This article contains content that is written like an advertisement .(September 2024) |
Company type | Privately held company |
---|---|
Industry | Speech recognition |
Founded | 2006 |
Founder | Tony Robinson |
Headquarters | Cambridge, UK |
Number of locations | Cambridge, UK, London, UK, Chennai, India, Brno, Czech Republic |
Area served | Global |
Key people | Katy Wigdahl (CEO) |
Products | Automatic Speech Recognition (ASR), Cloud-based ASR, Speech-to-text, Autonomous Speech Recognition |
Revenue | 11,342,008 Euro (2021) |
Number of employees | 100-250 |
Website | www |
Speechmatics is a technology company based in Cambridge, England, which develops automatic speech recognition software (ASR) based on recurrent neural networks and statistical language modelling. Speechmatics was originally named Cantab Research Ltd when founded in 2006 by speech recognition specialist Dr. Tony Robinson. [1] [2]
Speechmatics offers its speech recognition for solution and service providers to integrate into their stack regardless of their industry or use case. [3] Businesses use Speechmatics to understand and transcribe human-level speech into text regardless of any gender or demographic barrier. The technology can be deployed on-premises and in public and private cloud. [4] [5]

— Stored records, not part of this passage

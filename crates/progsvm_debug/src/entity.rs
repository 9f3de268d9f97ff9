//! Entity dumps.
//!
//! Lists an entity record by field name, showing only fields that are not
//! all-zero. Vector component definitions (`origin_x` and friends) are
//! skipped since the vector itself is listed.

use std::fmt::Write;

use progsvm_foundation::{EntityIndex, Result, StringTable};
use progsvm_storage::EntityTable;
use progsvm_vm::Program;

use crate::disasm::format_value;

fn is_component(name: &str) -> bool {
    name.len() > 2 && (name.ends_with("_x") || name.ends_with("_y") || name.ends_with("_z"))
}

/// Formats one entity record.
///
/// # Errors
///
/// Returns `BadEntity` if the record does not exist.
pub fn format_entity(
    program: &Program,
    strings: &StringTable,
    entities: &EntityTable,
    entity: EntityIndex,
) -> Result<String> {
    if entities.state(entity)?.free {
        return Ok(format!("{entity}: free\n"));
    }
    let record = entities.record(entity)?;
    let mut out = format!("{entity}:\n");

    for def in program.field_defs() {
        let name = program.def_name(def);
        if name.is_empty() || is_component(name) {
            continue;
        }
        let start = def.offset as usize;
        let Some(cells) = record.get(start..start + def.ty.size()) else {
            continue;
        };
        if cells.iter().all(|c| c.is_zero()) {
            continue;
        }
        let _ = writeln!(out, "{name:>15} {}", format_value(program, strings, def.ty, cells));
    }
    Ok(out)
}

/// Formats every record in use, followed by a count line.
#[must_use]
pub fn format_entities(program: &Program, strings: &StringTable, entities: &EntityTable) -> String {
    let mut out = String::new();
    for entity in entities.iter() {
        if let Ok(text) = format_entity(program, strings, entities, entity) {
            out.push_str(&text);
        }
    }
    let _ = writeln!(
        out,
        "{} in use, {} records, capacity {}",
        entities.live_count(),
        entities.len(),
        entities.capacity()
    );
    out
}
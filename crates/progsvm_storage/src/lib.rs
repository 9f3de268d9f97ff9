//! Global segment, entity field layout, and entity table for progsvm.
//!
//! This crate provides:
//! - [`GlobalSegment`] - The flat cell array shared by every function
//! - [`FieldLayout`] - Per-record field count and engine-known field offsets
//! - [`EntityTable`] - Fixed-capacity arena of entity records
//! - [`SpatialIndex`] - Hook for the external spatial index

#![warn(missing_docs)]
#![warn(clippy::all)]
#![warn(clippy::pedantic)]

pub mod config;
pub mod entity;
pub mod globals;
pub mod layout;
pub mod spatial;

pub use config::EntityConfig;
pub use entity::{EdictState, EntityTable};
pub use globals::GlobalSegment;
pub use layout::{FieldLayout, SystemFields};
pub use spatial::{NoSpatialIndex, SpatialIndex};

Speechmatics was founded in 2006 by Tony Robinson who pioneered in the application of recurrent neural networks to speech recognition. [6] [7] [8] He was one of the early people who has discovered the practical capabilities of deep neural networks and how they can be used to benefit speech recognition. [9]
In 2014, the company led the development of a billion-word text corpus for measuring progress in statistical language modelling and placed the corpus into the public domain to help accelerate the development of speech recognition technology. [10]
In 2017, the company announced they had developed a new computational method for creating new language models at speed. [11] Around the same time Speechmatics announced a partnership with Qatar Computing Research Institute (QCRI) to develop advanced Arabic speech to text services. [12]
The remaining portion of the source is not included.